[Items from a data source]

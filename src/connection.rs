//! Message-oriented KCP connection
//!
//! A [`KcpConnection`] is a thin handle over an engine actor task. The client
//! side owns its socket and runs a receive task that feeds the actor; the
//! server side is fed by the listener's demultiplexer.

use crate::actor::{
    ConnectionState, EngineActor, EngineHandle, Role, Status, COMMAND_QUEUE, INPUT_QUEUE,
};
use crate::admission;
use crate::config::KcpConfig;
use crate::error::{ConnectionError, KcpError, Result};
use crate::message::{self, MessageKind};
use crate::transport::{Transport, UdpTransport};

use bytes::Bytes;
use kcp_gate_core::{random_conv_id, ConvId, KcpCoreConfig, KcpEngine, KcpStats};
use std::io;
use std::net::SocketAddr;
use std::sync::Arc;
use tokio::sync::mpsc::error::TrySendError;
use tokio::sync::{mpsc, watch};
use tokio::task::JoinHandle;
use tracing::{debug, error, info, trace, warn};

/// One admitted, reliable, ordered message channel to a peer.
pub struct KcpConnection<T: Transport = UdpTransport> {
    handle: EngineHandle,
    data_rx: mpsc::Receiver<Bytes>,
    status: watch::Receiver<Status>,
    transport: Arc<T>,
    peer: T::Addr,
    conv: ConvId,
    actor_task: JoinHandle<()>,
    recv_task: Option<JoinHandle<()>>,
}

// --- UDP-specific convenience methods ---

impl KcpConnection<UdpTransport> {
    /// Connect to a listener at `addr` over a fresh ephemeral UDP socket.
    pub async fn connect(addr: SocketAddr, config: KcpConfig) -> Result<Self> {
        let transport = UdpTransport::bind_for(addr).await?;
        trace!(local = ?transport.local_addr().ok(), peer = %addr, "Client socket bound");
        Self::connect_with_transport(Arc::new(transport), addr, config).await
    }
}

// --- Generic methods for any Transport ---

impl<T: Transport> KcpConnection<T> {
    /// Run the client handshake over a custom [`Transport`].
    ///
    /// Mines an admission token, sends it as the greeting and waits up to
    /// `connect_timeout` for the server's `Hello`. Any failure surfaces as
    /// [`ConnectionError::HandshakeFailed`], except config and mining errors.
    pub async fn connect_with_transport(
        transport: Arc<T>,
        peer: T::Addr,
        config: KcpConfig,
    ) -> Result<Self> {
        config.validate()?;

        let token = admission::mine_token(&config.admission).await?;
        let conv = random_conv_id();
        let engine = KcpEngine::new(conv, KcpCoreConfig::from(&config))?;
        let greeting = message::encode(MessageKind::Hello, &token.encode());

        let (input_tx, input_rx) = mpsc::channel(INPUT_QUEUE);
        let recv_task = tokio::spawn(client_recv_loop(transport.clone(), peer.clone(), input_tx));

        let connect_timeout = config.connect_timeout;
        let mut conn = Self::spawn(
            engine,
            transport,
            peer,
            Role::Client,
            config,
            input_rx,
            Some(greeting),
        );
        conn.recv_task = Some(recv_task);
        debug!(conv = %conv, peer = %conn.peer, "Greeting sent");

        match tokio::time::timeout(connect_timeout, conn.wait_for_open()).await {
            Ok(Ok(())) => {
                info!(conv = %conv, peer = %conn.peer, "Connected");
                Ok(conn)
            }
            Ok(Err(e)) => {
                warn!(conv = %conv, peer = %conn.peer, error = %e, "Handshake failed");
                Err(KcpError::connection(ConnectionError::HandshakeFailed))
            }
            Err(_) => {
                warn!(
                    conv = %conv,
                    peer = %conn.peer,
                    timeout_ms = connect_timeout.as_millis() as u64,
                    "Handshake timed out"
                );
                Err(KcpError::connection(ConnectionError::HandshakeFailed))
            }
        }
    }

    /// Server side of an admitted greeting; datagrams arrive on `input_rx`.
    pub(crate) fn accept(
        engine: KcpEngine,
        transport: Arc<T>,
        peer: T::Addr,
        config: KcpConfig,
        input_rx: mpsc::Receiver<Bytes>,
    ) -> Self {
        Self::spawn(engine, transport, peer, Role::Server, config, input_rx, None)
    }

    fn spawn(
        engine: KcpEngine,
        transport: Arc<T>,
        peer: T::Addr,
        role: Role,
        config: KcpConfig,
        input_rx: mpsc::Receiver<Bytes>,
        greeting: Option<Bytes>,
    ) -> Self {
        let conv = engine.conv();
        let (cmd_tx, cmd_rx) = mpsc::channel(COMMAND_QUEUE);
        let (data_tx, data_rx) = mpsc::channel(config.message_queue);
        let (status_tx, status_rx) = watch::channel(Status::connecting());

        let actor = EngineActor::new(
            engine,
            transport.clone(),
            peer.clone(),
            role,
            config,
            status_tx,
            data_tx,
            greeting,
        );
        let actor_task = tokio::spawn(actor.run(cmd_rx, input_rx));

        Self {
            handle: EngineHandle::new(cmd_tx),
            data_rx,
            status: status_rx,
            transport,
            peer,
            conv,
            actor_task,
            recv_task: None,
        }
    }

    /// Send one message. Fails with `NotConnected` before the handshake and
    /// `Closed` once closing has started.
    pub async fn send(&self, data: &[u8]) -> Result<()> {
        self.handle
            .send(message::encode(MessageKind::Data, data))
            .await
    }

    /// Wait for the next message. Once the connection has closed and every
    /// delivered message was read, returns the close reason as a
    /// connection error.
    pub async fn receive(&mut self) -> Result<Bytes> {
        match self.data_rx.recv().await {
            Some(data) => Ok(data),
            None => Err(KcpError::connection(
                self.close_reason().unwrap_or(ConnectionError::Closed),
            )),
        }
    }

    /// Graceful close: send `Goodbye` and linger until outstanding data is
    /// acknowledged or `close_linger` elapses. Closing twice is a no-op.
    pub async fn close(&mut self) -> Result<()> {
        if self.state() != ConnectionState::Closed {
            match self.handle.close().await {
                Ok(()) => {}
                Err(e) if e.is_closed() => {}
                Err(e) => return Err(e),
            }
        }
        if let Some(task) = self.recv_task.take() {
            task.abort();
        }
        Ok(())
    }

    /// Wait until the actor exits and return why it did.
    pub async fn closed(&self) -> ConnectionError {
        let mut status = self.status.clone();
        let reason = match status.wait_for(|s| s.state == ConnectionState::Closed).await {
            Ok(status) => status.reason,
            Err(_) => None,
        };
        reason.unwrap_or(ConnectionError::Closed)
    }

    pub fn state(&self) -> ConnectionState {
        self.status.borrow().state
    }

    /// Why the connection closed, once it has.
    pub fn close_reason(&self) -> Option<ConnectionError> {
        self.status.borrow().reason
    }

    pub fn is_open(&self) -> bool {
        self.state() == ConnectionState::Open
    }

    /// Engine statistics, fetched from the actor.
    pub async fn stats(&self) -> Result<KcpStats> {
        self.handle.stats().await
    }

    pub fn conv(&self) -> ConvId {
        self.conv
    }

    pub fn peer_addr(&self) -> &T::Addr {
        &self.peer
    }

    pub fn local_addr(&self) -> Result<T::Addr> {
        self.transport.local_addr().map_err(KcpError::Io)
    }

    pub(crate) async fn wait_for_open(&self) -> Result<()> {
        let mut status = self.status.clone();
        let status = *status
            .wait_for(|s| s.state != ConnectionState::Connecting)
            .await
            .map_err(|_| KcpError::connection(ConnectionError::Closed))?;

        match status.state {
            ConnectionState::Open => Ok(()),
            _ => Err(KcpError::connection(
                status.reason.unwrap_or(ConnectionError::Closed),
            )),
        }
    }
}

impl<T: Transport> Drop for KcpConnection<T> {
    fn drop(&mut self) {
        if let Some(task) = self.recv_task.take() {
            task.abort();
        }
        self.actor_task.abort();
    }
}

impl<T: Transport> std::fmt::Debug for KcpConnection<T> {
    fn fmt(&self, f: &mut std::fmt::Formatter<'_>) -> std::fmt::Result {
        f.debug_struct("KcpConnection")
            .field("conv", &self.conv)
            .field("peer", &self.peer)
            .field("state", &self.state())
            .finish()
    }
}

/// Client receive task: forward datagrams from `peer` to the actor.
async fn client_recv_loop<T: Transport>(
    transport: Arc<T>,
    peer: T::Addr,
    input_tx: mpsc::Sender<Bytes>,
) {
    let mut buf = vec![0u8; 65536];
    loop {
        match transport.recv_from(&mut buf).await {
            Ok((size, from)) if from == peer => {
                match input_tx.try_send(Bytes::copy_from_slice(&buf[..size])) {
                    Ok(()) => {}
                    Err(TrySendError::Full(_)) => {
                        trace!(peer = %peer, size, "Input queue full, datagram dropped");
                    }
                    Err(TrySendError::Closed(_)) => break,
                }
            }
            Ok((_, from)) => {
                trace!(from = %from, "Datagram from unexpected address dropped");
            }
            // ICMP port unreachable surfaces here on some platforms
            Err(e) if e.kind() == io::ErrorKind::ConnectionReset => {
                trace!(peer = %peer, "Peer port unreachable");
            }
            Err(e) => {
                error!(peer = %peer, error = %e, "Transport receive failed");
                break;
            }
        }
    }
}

* * *

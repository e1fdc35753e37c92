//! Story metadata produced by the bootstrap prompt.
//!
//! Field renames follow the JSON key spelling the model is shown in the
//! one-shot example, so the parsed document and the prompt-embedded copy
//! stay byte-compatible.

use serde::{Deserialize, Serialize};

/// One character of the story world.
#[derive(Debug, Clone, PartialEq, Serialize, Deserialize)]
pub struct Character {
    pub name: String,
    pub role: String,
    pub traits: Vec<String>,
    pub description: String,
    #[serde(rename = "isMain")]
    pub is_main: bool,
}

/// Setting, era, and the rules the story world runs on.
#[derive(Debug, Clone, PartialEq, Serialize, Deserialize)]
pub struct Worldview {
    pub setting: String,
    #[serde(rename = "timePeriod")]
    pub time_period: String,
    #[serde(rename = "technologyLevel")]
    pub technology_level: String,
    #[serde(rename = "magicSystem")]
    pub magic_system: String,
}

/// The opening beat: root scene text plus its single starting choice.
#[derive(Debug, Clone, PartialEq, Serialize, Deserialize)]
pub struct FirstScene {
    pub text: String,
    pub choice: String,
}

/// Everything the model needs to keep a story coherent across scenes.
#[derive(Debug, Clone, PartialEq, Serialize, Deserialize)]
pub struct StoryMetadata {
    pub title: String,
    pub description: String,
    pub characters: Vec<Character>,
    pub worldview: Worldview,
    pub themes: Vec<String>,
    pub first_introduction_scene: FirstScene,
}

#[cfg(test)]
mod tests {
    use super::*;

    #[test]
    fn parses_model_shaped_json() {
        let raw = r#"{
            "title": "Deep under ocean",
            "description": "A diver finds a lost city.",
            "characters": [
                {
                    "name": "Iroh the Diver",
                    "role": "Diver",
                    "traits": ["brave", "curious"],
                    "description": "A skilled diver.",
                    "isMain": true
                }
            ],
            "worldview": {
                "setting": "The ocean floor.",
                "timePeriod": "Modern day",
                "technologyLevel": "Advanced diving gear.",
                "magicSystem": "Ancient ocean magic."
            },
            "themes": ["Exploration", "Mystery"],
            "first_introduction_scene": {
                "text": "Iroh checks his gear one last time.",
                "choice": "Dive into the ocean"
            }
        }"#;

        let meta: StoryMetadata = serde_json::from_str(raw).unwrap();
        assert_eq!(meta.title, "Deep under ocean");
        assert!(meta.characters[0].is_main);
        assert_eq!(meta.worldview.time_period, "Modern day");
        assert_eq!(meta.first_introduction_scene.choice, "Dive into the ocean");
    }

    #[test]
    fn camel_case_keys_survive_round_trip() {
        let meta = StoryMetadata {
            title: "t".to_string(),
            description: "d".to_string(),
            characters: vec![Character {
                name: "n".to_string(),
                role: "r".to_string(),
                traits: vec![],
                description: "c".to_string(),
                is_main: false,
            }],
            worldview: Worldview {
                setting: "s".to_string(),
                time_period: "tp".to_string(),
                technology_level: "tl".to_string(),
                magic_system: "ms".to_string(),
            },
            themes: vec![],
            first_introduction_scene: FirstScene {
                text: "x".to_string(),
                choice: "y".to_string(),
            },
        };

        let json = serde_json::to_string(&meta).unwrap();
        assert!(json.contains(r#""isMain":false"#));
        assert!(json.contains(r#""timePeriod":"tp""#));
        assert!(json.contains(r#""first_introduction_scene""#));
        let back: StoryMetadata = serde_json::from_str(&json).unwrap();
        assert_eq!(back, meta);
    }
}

▸ TASK TO COMPLETE
Pick out every line above that holds the word "Receiver" and copy it.

▸ ANSWER
    data_rx: mpsc::Receiver<Bytes>,
    status: watch::Receiver<Status>,
        input_rx: mpsc::Receiver<Bytes>,
        input_rx: mpsc::Receiver<Bytes>,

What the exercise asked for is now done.